Saved entries
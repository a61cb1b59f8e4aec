use aws_sdk_dynamodb::Client as DynamoClient;
use aws_sdk_dynamodb::types::AttributeValue;
use super::model::{ListingImage, CreateListingImagePayload, UpdateListingImagePayload};
use std::collections::HashMap;
use std::cmp::Ordering;

pub const IMAGE_NOT_FOUND: &str = "Image not found";

fn listing_pk(listing_id: &str) -> String {
    format!("LISTING#{}", listing_id)
}

fn image_sk(image_id: &str) -> String {
    format!("IMAGE#{}", image_id)
}

/// Build a record from a DynamoDB item (missing attributes fall back to defaults)
pub(crate) fn image_from_item(
    listing_id: &str,
    image_id: &str,
    item: &HashMap<String, AttributeValue>,
) -> ListingImage {
    ListingImage {
        id: image_id.to_string(),
        listing_id: listing_id.to_string(),
        src: item.get("src").and_then(|v| v.as_s().ok()).map(|s| s.to_string()).unwrap_or_default(),
        order: item.get("order").and_then(|v| v.as_n().ok()).and_then(|n| n.parse().ok()),
        created_at: item.get("created_at").and_then(|v| v.as_s().ok()).map(|s| s.to_string()).unwrap_or_default(),
    }
}

/// Sort by order; images without an order go last, ties keep their query order
pub fn sort_by_order(images: &mut [ListingImage]) {
    images.sort_by(|a, b| match (a.order, b.order) {
        (Some(a_order), Some(b_order)) => a_order.cmp(&b_order),
        (Some(_), None) => Ordering::Less,
        (None, Some(_)) => Ordering::Greater,
        (None, None) => Ordering::Equal,
    });
}

/// Load all images for a listing, cover first
pub async fn load_images_for_listing(
    client: &DynamoClient,
    table_name: &str,
    listing_id: &str,
) -> Result<Vec<ListingImage>, String> {
    let result = client
        .query()
        .table_name(table_name)
        .key_condition_expression("PK = :pk AND begins_with(SK, :sk_prefix)")
        .expression_attribute_values(":pk", AttributeValue::S(listing_pk(listing_id)))
        .expression_attribute_values(":sk_prefix", AttributeValue::S("IMAGE#".to_string()))
        .send()
        .await
        .map_err(|e| format!("DynamoDB query error: {}", e))?;

    let mut images = Vec::new();
    for item in result.items() {
        if let Some(sk) = item.get("SK").and_then(|v| v.as_s().ok()) {
            if let Some(image_id) = sk.strip_prefix("IMAGE#") {
                images.push(image_from_item(listing_id, image_id, item));
            }
        }
    }

    sort_by_order(&mut images);

    Ok(images)
}

/// Create a new image for a listing. The listing must exist.
pub async fn create_image(
    client: &DynamoClient,
    table_name: &str,
    payload: CreateListingImagePayload,
) -> Result<ListingImage, String> {
    // Fails with "Listing not found" before anything is written
    crate::listings::service::get_listing(client, table_name, &payload.listing_id).await?;

    let image_id = uuid::Uuid::new_v4().to_string();
    let now = chrono::Utc::now().to_rfc3339();

    let mut builder = client
        .put_item()
        .table_name(table_name)
        .item("PK", AttributeValue::S(listing_pk(&payload.listing_id)))
        .item("SK", AttributeValue::S(image_sk(&image_id)))
        .item("src", AttributeValue::S(payload.src.clone()))
        .item("created_at", AttributeValue::S(now.clone()));

    if let Some(order) = payload.order {
        builder = builder.item("order", AttributeValue::N(order.to_string()));
    }

    builder.send().await.map_err(|e| format!("DynamoDB put_item error: {}", e))?;

    tracing::info!(
        "🖼️ Created listing image: listing_id={}, image_id={}, order={:?}",
        payload.listing_id,
        image_id,
        payload.order
    );

    Ok(ListingImage {
        id: image_id,
        listing_id: payload.listing_id,
        src: payload.src,
        order: payload.order,
        created_at: now,
    })
}

/// Get a specific image
pub async fn get_image(
    client: &DynamoClient,
    table_name: &str,
    listing_id: &str,
    image_id: &str,
) -> Result<ListingImage, String> {
    let result = client
        .get_item()
        .table_name(table_name)
        .key("PK", AttributeValue::S(listing_pk(listing_id)))
        .key("SK", AttributeValue::S(image_sk(image_id)))
        .send()
        .await
        .map_err(|e| format!("DynamoDB get_item error: {}", e))?;

    match result.item() {
        Some(item) => Ok(image_from_item(listing_id, image_id, item)),
        None => Err(IMAGE_NOT_FOUND.to_string()),
    }
}

/// Update an image's order and/or src
pub async fn update_image(
    client: &DynamoClient,
    table_name: &str,
    listing_id: &str,
    image_id: &str,
    payload: UpdateListingImagePayload,
) -> Result<ListingImage, String> {
    // 404 instead of silently upserting a new item
    get_image(client, table_name, listing_id, image_id).await?;

    let mut update_expr = vec![];
    let mut expr_names = HashMap::new();
    let mut expr_values = HashMap::new();

    if let Some(src) = payload.src {
        update_expr.push("#src = :src");
        expr_names.insert("#src".to_string(), "src".to_string());
        expr_values.insert(":src".to_string(), AttributeValue::S(src));
    }

    if let Some(order) = payload.order {
        update_expr.push("#order = :order");
        expr_names.insert("#order".to_string(), "order".to_string());
        expr_values.insert(":order".to_string(), AttributeValue::N(order.to_string()));
    }

    if !update_expr.is_empty() {
        let update_expression = format!("SET {}", update_expr.join(", "));

        let mut builder = client
            .update_item()
            .table_name(table_name)
            .key("PK", AttributeValue::S(listing_pk(listing_id)))
            .key("SK", AttributeValue::S(image_sk(image_id)))
            .update_expression(update_expression);

        for (k, v) in expr_names {
            builder = builder.expression_attribute_names(k, v);
        }

        for (k, v) in expr_values {
            builder = builder.expression_attribute_values(k, v);
        }

        builder.send().await.map_err(|e| format!("DynamoDB update_item error: {}", e))?;
    }

    get_image(client, table_name, listing_id, image_id).await
}

/// Delete an image
pub async fn delete_image(
    client: &DynamoClient,
    table_name: &str,
    listing_id: &str,
    image_id: &str,
) -> Result<(), String> {
    get_image(client, table_name, listing_id, image_id).await?;

    client
        .delete_item()
        .table_name(table_name)
        .key("PK", AttributeValue::S(listing_pk(listing_id)))
        .key("SK", AttributeValue::S(image_sk(image_id)))
        .send()
        .await
        .map_err(|e| format!("DynamoDB delete_item error: {}", e))?;

    tracing::info!("🗑️ Deleted listing image: listing_id={}, image_id={}", listing_id, image_id);

    Ok(())
}

#[cfg(test)]
#[path = "service_test.rs"]
mod tests;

Task goal: Considering only the records above, state the number of lines that include the word "UpdateListingImagePayload", with nothing added.

Answer to the exercise: 2